L’educazione che ricevono, specialmente in Italia, quelli che sono educati (che, a dir vero, non sono molti), è un formale tradimento ordinato dalia debolezza contro la forza, dalla vecchiezza contro la gioventú. I vecchi vengono a dire ai giovani: ‛fuggite i piaceri propri della vostra etá, perché tutti sono pericolosi e contrari ai buoni costumi, e perché noi che ne abbiamo presi quanti piú abbiamo potuto, e che ancora, se potessimo, ne prenderemmo altrettanti, non ci siamo piú atti, a causa degli anni. Non vi curate di vivere oggi; ma siate ubbidienti, sofferite, e affaticatevi quanto piú sapete, per vivere quando non sarete piú a tempo. Saviezza e onestá vogliono che il giovane si astenga quanto è possibile dal far uso della gioventú, eccetto per superare gli altri nelle fatiche. Della vostra sorte e di ogni cosa importante, lasciate la cura a noi, che indirizzeremo il tutto all’utile nostro. Tutto il contrario di queste cose ha fatto ognuno di noi alla vostra etá, e ritornerebbe a fare se ringiovanisse: ma voi guardate alle nostre parole, e non ai nostri fatti passati, né alle nostre intenzioni. Cosí facendo, credete a noi, conoscenti ed esperti delle cose umane, che voi sarete felici’. Io non so che cosa sia inganno e fraude se non è il promettere felicitá agl’inesperti sotto tali condizioni.

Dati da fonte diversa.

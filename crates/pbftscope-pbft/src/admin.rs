//! Administrative operations.
//!
//! These mutate the snapshot from outside the protocol. Callers driving a
//! time model must fork before and save after each one; see
//! `pbftscope_sim::Simulation::execute`.

use pbftscope_types::{MessageId, NodeId, ReplicaId, ViewNumber};
use serde::{Deserialize, Serialize};
use tracing::{debug, info};

use crate::client::{Client, PendingClientRequest};
use crate::cluster::Cluster;
use crate::error::{ClusterError, Result};
use crate::message::{ClientRequest, Envelope, Message, MessagePayload, NewView, Request};
use crate::replica::ReplicaOutput;

/// The closed set of operations an operator (or a scheduled timer) can apply.
#[derive(Debug, Clone, Copy, PartialEq, Eq, Serialize, Deserialize)]
pub enum AdminCommand {
    Stop(ReplicaId),
    Resume(ReplicaId),
    Restart(ReplicaId),
    ResumeAll,
    ForceViewChange,
    ClientRequest,
    Drop(MessageId),
    SetupScenario,
}

impl Cluster {
    /// Applies one administrative command.
    pub fn execute(&mut self, command: AdminCommand) -> Result<()> {
        match command {
            AdminCommand::Stop(id) => self.stop(id),
            AdminCommand::Resume(id) => self.resume(id),
            AdminCommand::Restart(id) => self.restart(id),
            AdminCommand::ResumeAll => {
                self.resume_all();
                Ok(())
            }
            AdminCommand::ForceViewChange => {
                self.force_view_change();
                Ok(())
            }
            AdminCommand::ClientRequest => {
                self.client_request();
                Ok(())
            }
            AdminCommand::Drop(id) => self.drop_message(id).map(|_| ()),
            AdminCommand::SetupScenario => {
                self.setup_scenario();
                Ok(())
            }
        }
    }

    fn require(&self, id: ReplicaId) -> Result<usize> {
        self.index_of(id).ok_or(ClusterError::UnknownReplica(id))
    }

    /// Takes a replica offline. Its alarm is disarmed immediately.
    pub fn stop(&mut self, id: ReplicaId) -> Result<()> {
        let index = self.require(id)?;
        self.replicas[index].stop();
        Ok(())
    }

    /// Brings a replica back at the highest active view.
    ///
    /// If it is the rotation primary of that view and no other active replica
    /// is primary, it takes over and announces itself to active peers.
    pub fn resume(&mut self, id: ReplicaId) -> Result<()> {
        let index = self.require(id)?;
        self.resume_at(index);
        Ok(())
    }

    fn resume_at(&mut self, index: usize) {
        let id = self.replicas[index].id();
        info!(replica = %id, "resuming");

        let view = self.highest_active_view();
        let primary_exists = self
            .replicas
            .iter()
            .any(|r| r.id() != id && !r.is_stopped() && r.is_primary());
        let active_peers: Vec<ReplicaId> = self
            .replicas
            .iter()
            .filter(|r| r.id() != id && !r.is_stopped())
            .map(|r| r.id())
            .collect();

        self.with_replica(index, |replica, ctx| replica.rejoin(view, ctx));

        if self.config.primary_for_view(view) == id && !primary_exists {
            self.replicas[index].install_leader();
            let payload = MessagePayload::NewView(NewView { view });
            let messages = active_peers
                .into_iter()
                .map(|peer| Envelope::to_replica(peer, payload.clone()))
                .collect();
            self.apply_output(id, ReplicaOutput::with_messages(messages));
        }
    }

    /// Stop followed by a rejoin as follower. Never claims leadership.
    pub fn restart(&mut self, id: ReplicaId) -> Result<()> {
        let index = self.require(id)?;
        self.restart_at(index);
        Ok(())
    }

    fn restart_at(&mut self, index: usize) {
        let id = self.replicas[index].id();
        info!(replica = %id, "restarting");

        self.replicas[index].stop();
        let view = self.highest_active_view();
        self.with_replica(index, |replica, ctx| {
            replica.rejoin(view, ctx);
            ctx.backoff.reset(replica.id());
        });

        info!(replica = %id, %view, "restarted as follower");
    }

    /// Resumes everyone, aligns every replica to the highest view with the
    /// rotation primary leading, and issues a fresh client request.
    pub fn resume_all(&mut self) {
        info!("resuming all replicas");
        for index in 0..self.replicas.len() {
            self.resume_at(index);
        }

        let view = self
            .replicas
            .iter()
            .map(|r| r.view())
            .max()
            .unwrap_or(ViewNumber::ZERO);
        for replica in &mut self.replicas {
            replica.align_to_view(view);
        }

        self.last_auto_request = self.time;
        self.client_request();
        let dwell = self.timings.min_rpc_latency * 5;
        if let Some(pending) = self.pending_request.as_mut() {
            pending.process_after = self.time.after(dwell);
        }
    }

    /// Makes every active replica start a view change on the next tick.
    pub fn force_view_change(&mut self) {
        info!("forcing view change");
        for replica in self.replicas.iter_mut().filter(|r| !r.is_stopped()) {
            replica.force_view_change();
        }
        self.last_auto_request = self.time;
    }

    /// Issues a client request to the believed primary.
    ///
    /// The primary is the active replica claiming leadership at the highest
    /// view, or the rotation primary of the highest view if none claims it.
    /// Returns `None` until the client exists.
    pub fn client_request(&mut self) -> Option<ClientRequest> {
        self.client.as_ref()?;

        let mut highest = ViewNumber::ZERO;
        let mut primary = None;
        for replica in self.replicas.iter().filter(|r| !r.is_stopped()) {
            if replica.is_primary() && replica.view() >= highest {
                highest = replica.view();
                primary = Some(replica.id());
            }
            highest = highest.max(replica.view());
        }
        let primary = primary.unwrap_or_else(|| self.config.primary_for_view(highest));

        let now = self.time;
        let client = self.client.as_mut()?;
        let request = client.next_request(primary, highest, now);

        let id = self.bus.send(
            NodeId::Client(client.id()),
            1,
            Envelope::to_replica(
                primary,
                MessagePayload::ClientRequest(Request {
                    view: highest,
                    request,
                }),
            ),
            now,
            &self.timings,
            &mut self.rng,
        );
        debug!(message = %id, "client request enqueued");

        self.pending_request = Some(PendingClientRequest::new(
            request,
            now.after(self.timings.request_dwell()),
        ));
        Some(request)
    }

    /// Removes an in-flight message.
    pub fn drop_message(&mut self, id: MessageId) -> Result<Message> {
        let message = self
            .bus
            .drop_message(id)
            .ok_or(ClusterError::UnknownMessage(id))?;
        info!(%id, from = %message.from, to = %message.to, kind = %message.kind(), "dropped message");
        Ok(message)
    }

    /// Resets to a clean demonstration state: nothing in flight, every
    /// replica in view 0 with the rotation primary leading, empty logs,
    /// alarms two timeouts out, and a fresh client.
    pub fn setup_scenario(&mut self) {
        info!("setting up scenario");
        self.bus.clear();
        self.pending_request = None;
        self.backoff.clear();

        for index in 0..self.replicas.len() {
            self.restart_at(index);
        }

        let alarm = self.time.after(self.timings.view_change_timeout * 2);
        for replica in &mut self.replicas {
            replica.reset_for_scenario(ViewNumber::ZERO, alarm);
        }

        self.client = Some(Client::new(&self.config));
        self.last_auto_request = self.time;
    }
}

L’interesse della tranquillitá comune, domestica e pubblica, è contrario ai piaceri ed alle imprese dei giovani; e perciò anche l’educazione buona, o cosí chiamata, consiste in gran parte nell’ingannare gli allievi, acciocché pospongano il comodo proprio all’altrui. Ma senza questo, i vecchi tendono naturalmente a distruggere, per quanto è in loro, e a cancellare dalla vita umana la gioventú, lo spettacolo della quale abborrono. In tutti i tempi la vecchiaia fu congiurata contro la giovinezza, perché in tutti i tempi fu propria degli uomini la viltá di condannare e perseguitare in altri quei beni che essi piú desidererebbero a sé medesimi. Ma però non lascia d’esser notabile che, tra gli educatori, i quali, se mai persona al mondo, fanno professione di cercare il bene dei prossimi, si trovino tanti che cerchino di privare i loro allievi del maggior bene della vita, che è la giovinezza. Piú notabile è, che mai padre né madre, non che altro istitutore, non sentí rimordere la coscienza di dare ai figliuoli un’educazione che muove da un principio cosí maligno. La qual cosa farebbe piú maraviglia, se giá lungamente, per altre cause, il procurare l’abolizione della gioventú, non fosse stata creduta opera meritoria.

Frutto di tale cultura malefica, o intenta al profitto del cultore con rovina della pianta, si è, o che gli alunni, vissuti da vecchi nell’etá florida, si rendono ridicoli e infelici in vecchiezza, volendo vivere da giovani; ovvero, come accade piú spesso, che la natura vince, e che i giovani vivendo da giovani in dispetto dell’educazione, si fanno ribelli agli educatori, i quali, se avessero favorito l’uso e il godimento delle loro facoltá giovanili, avrebbero potuto regolarlo, mediante la confidenza degli allievi, che non avrebbero mai perduta.